*** SUPPLIED INFORMATION ***
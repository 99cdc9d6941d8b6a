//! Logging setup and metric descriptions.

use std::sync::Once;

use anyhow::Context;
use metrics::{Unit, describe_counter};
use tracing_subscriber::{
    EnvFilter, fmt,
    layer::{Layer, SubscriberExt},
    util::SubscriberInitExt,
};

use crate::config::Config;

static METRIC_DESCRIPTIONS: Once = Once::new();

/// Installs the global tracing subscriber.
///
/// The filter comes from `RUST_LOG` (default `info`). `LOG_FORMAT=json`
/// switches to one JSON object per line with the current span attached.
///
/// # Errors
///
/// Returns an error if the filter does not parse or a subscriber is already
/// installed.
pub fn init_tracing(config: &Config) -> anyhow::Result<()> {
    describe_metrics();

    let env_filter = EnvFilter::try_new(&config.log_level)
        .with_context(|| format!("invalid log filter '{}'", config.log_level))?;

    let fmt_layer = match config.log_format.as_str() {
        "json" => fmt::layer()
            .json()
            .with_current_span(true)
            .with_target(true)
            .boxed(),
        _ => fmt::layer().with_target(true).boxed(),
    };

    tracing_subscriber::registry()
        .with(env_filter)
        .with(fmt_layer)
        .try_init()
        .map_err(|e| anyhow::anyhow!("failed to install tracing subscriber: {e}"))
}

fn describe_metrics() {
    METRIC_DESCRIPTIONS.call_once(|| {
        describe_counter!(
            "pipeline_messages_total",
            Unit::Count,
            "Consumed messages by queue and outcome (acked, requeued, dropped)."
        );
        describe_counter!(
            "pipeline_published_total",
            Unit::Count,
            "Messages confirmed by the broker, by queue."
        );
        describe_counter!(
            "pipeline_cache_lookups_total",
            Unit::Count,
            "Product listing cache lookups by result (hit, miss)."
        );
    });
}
*** End of SUPPLIED INFORMATION ***
▶ [WORK REQUEST]
Everything in the listing above needs to be copied exactly.

▶ [TASK RESULT]
repository 99cdc9d6941d8b6a
//! Logging setup and metric descriptions.

use std::sync::Once;

use anyhow::Context;
use metrics::{Unit, describe_counter};
use tracing_subscriber::{
    EnvFilter, fmt,
    layer::{Layer, SubscriberExt},
    util::SubscriberInitExt,
};

use crate::config::Config;

static METRIC_DESCRIPTIONS: Once = Once::new();

/// Installs the global tracing subscriber.
///
/// The filter comes from `RUST_LOG` (default `info`). `LOG_FORMAT=json`
/// switches to one JSON object per line with the current span attached.
///
/// # Errors
///
/// Returns an error if the filter does not parse or a subscriber is already
/// installed.
pub fn init_tracing(config: &Config) -> anyhow::Result<()> {
    describe_metrics();

    let env_filter = EnvFilter::try_new(&config.log_level)
        .with_context(|| format!("invalid log filter '{}'", config.log_level))?;

    let fmt_layer = match config.log_format.as_str() {
        "json" => fmt::layer()
            .json()
            .with_current_span(true)
            .with_target(true)
            .boxed(),
        _ => fmt::layer().with_target(true).boxed(),
    };

    tracing_subscriber::registry()
        .with(env_filter)
        .with(fmt_layer)
        .try_init()
        .map_err(|e| anyhow::anyhow!("failed to install tracing subscriber: {e}"))
}

fn describe_metrics() {
    METRIC_DESCRIPTIONS.call_once(|| {
        describe_counter!(
            "pipeline_messages_total",
            Unit::Count,
            "Consumed messages by queue and outcome (acked, requeued, dropped)."
        );
        describe_counter!(
            "pipeline_published_total",
            Unit::Count,
            "Messages confirmed by the broker, by queue."
        );
        describe_counter!(
            "pipeline_cache_lookups_total",
            Unit::Count,
            "Product listing cache lookups by result (hit, miss)."
        );
    });
}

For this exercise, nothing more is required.